The reason: without this check, a small configuration mistake can produce a model that enters an infinite event loop at runtime. Cycle detection catches these before simulation starts.

Scheduled Actions

A Schedule can also fire actions at specific simulation times, independent of any component lifecycle event. Scheduled actions are more restricted than Event Hook actions:
  • Only assign and emit are valid as scheduled actions.
  • Component-bound actions (pause, resume, set_capacity, release_entity) are not available in schedules. Use a scheduled emit to a topic, then attach an Event Hook that subscribes to the topic and performs the component-bound action.
This restriction keeps schedules declarative — a schedule declares “at time T, the world is in state X,” and state changes propagate through the event system.

Common Patterns

Kanban / Pull-Based Production. Downstream components signal upstream sources when they need more material. Combine a State Variable (current WIP) with an Event Hook (publish to a topic when WIP drops below a threshold) and a subscription on the Source with a release_entity action. Backpressure. When a downstream buffer is full, pause or slow upstream arrivals. An Event Hook watches buffer level changes and updates a state variable that the Source’s arrival-rate expression reads. Shift-Driven Capacity Changes. Resources change capacity by time of day. A scheduled emit("shift_start_night") fires at the shift boundary; an Event Hook on the resource subscribes to that topic and runs set_capacity(resource, night_capacity). Cross-Component Coordination. Two distant components that aren’t connected by flow can still coordinate through a shared topic. One publishes, the other reacts.

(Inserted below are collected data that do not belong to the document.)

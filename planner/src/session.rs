//! Selection state and route request lifecycle.
//!
//! The session is an explicit state machine driven by discrete events. Route
//! requests are not cancelled: every request gets a monotonically increasing
//! [`RequestToken`] and only the reply carrying the latest token is applied.

use shared::{Criterion, RouteReply, RouteRequest};

use crate::error::RouteError;

#[derive(Debug, Clone, PartialEq, Default)]
pub struct Selection {
    pub origin: String,
    pub destination: String,
    pub criterion: Criterion,
}

impl Selection {
    /// Submission gate used by the input layer.
    pub fn can_submit(&self) -> bool {
        !self.origin.is_empty() && !self.destination.is_empty() && self.origin != self.destination
    }
}

#[derive(Debug, Clone, Copy, PartialEq, Eq, PartialOrd, Ord, Hash)]
pub struct RequestToken(u64);

impl RequestToken {
    pub fn value(self) -> u64 {
        self.0
    }
}

/// A request that has been issued and awaits settlement.
#[derive(Debug, Clone, PartialEq)]
pub struct RouteTicket {
    pub token: RequestToken,
    pub request: RouteRequest,
}

#[derive(Debug, Clone, PartialEq)]
pub struct FoundRoute {
    pub path: Vec<String>,
    pub cost: f64,
    pub criterion: Criterion,
}

impl FoundRoute {
    pub fn path_label(&self) -> String {
        self.path.join(" → ")
    }

    pub fn cost_label(&self) -> String {
        format!("{} {}", format_cost(self.cost), self.criterion.unit_label())
    }
}

/// Settled result of a route request. Success and failure never mix.
#[derive(Debug, Clone, PartialEq)]
pub enum Route {
    Found(FoundRoute),
    Failed { message: String },
}

impl Route {
    /// Normalize a backend reply. `requested` fills in a missing `criterio`.
    pub fn from_reply(reply: RouteReply, requested: Criterion) -> Self {
        match reply {
            RouteReply::Failure { error } => Route::Failed { message: error },
            RouteReply::Found { path, .. } if path.len() < 2 => Route::from(RouteError::Malformed(
                format!("expected at least 2 airport codes, got {}", path.len()),
            )),
            RouteReply::Found { cost, .. } if !cost.is_finite() || cost < 0.0 => {
                Route::from(RouteError::Malformed(format!("invalid cost {cost}")))
            }
            RouteReply::Found {
                path,
                cost,
                criterion,
            } => Route::Found(FoundRoute {
                path,
                cost,
                criterion: criterion.unwrap_or(requested),
            }),
        }
    }
}

impl From<RouteError> for Route {
    fn from(err: RouteError) -> Self {
        Route::Failed {
            message: err.to_string(),
        }
    }
}

#[derive(Debug, Clone, PartialEq, Default)]
pub enum RouteState {
    #[default]
    Idle,
    Loading,
    Ready(FoundRoute),
    Failed(String),
}

impl RouteState {
    pub fn route(&self) -> Option<&FoundRoute> {
        match self {
            RouteState::Ready(route) => Some(route),
            _ => None,
        }
    }
}

impl From<Route> for RouteState {
    fn from(route: Route) -> Self {
        match route {
            Route::Found(found) => RouteState::Ready(found),
            Route::Failed { message } => RouteState::Failed(message),
        }
    }
}

#[derive(Debug, Clone, PartialEq)]
pub enum SessionEvent {
    SelectOrigin(String),
    SelectDestination(String),
    SelectCriterion(Criterion),
    Submit,
    ResponseArrived {
        token: RequestToken,
        outcome: Result<RouteReply, RouteError>,
    },
}

#[derive(Debug, Clone, Copy, PartialEq, Eq)]
pub enum Settlement {
    Applied,
    Stale,
}

#[derive(Debug, Clone, PartialEq)]
pub enum Transition {
    SelectionChanged,
    /// Submission was gated off by the selection invariant.
    Rejected,
    Issued(RouteTicket),
    Settled(Settlement),
}

#[derive(Debug, Default)]
pub struct RouteSession {
    selection: Selection,
    state: RouteState,
    next_token: u64,
    in_flight: Option<(RequestToken, Criterion)>,
}

impl RouteSession {
    pub fn new() -> Self {
        Self::default()
    }

    pub fn selection(&self) -> &Selection {
        &self.selection
    }

    pub fn state(&self) -> &RouteState {
        &self.state
    }

    pub fn is_pending(&self) -> bool {
        matches!(self.state, RouteState::Loading)
    }

    pub fn handle(&mut self, event: SessionEvent) -> Transition {
        match event {
            SessionEvent::SelectOrigin(code) => {
                self.selection.origin = code;
                Transition::SelectionChanged
            }
            SessionEvent::SelectDestination(code) => {
                self.selection.destination = code;
                Transition::SelectionChanged
            }
            SessionEvent::SelectCriterion(criterion) => {
                self.selection.criterion = criterion;
                Transition::SelectionChanged
            }
            SessionEvent::Submit => {
                if !self.selection.can_submit() {
                    return Transition::Rejected;
                }
                let Selection {
                    origin,
                    destination,
                    criterion,
                } = self.selection.clone();
                Transition::Issued(self.request_route(origin, destination, criterion))
            }
            SessionEvent::ResponseArrived { token, outcome } => {
                Transition::Settled(self.settle(token, outcome))
            }
        }
    }

    /// Issue a new request. Any request still in flight becomes stale.
    ///
    /// The selection invariant is not checked here; callers gate on
    /// [`Selection::can_submit`].
    pub fn request_route(
        &mut self,
        origin: impl Into<String>,
        destination: impl Into<String>,
        criterion: Criterion,
    ) -> RouteTicket {
        self.next_token += 1;
        let token = RequestToken(self.next_token);
        if let Some((previous, _)) = self.in_flight.replace((token, criterion)) {
            tracing::debug!(
                previous = previous.value(),
                current = token.value(),
                "superseding in-flight route request"
            );
        }
        self.state = RouteState::Loading;

        RouteTicket {
            token,
            request: RouteRequest {
                origin: origin.into(),
                destination: destination.into(),
                criterion,
            },
        }
    }

    /// Apply the outcome of the request identified by `token`, unless a newer
    /// request has been issued since.
    pub fn settle(
        &mut self,
        token: RequestToken,
        outcome: Result<RouteReply, RouteError>,
    ) -> Settlement {
        let criterion = match self.in_flight {
            Some((current, criterion)) if current == token => criterion,
            _ => {
                tracing::debug!(token = token.value(), "discarding stale route reply");
                return Settlement::Stale;
            }
        };
        self.in_flight = None;

        let route = match outcome {
            Ok(reply) => Route::from_reply(reply, criterion),
            Err(err) => {
                tracing::warn!(error = %err, "route request failed");
                Route::from(err)
            }
        };
        self.state = RouteState::from(route);
        Settlement::Applied
    }
}

fn format_cost(cost: f64) -> String {
    // -0.0 + 0.0 == +0.0
    let cost = cost + 0.0;
    if cost.fract() == 0.0 {
        format!("{cost:.0}")
    } else if cost.abs() < 0.01 {
        // two decimals would round a real cost down to "0"
        format!("{cost}")
    } else {
        let text = format!("{cost:.2}");
        text.trim_end_matches('0').trim_end_matches('.').to_string()
    }
}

When to Reach For the Event System

Most simple models don’t need events — a Source, a few Processes, a Sink, and you’re running. Reach for events when:
  • You need behavior that spans multiple components without direct flow
  • You need the model to react to operational rules (shift schedules, priority changes, demand surges)
  • You’re modeling lean or pull systems where downstream pulls from upstream
  • You need to track and react to cross-cutting metrics (rolling WIP, utilization)
If you find yourself duplicating logic in many expressions to coordinate behavior, that’s a signal to introduce a State Variable or Topic.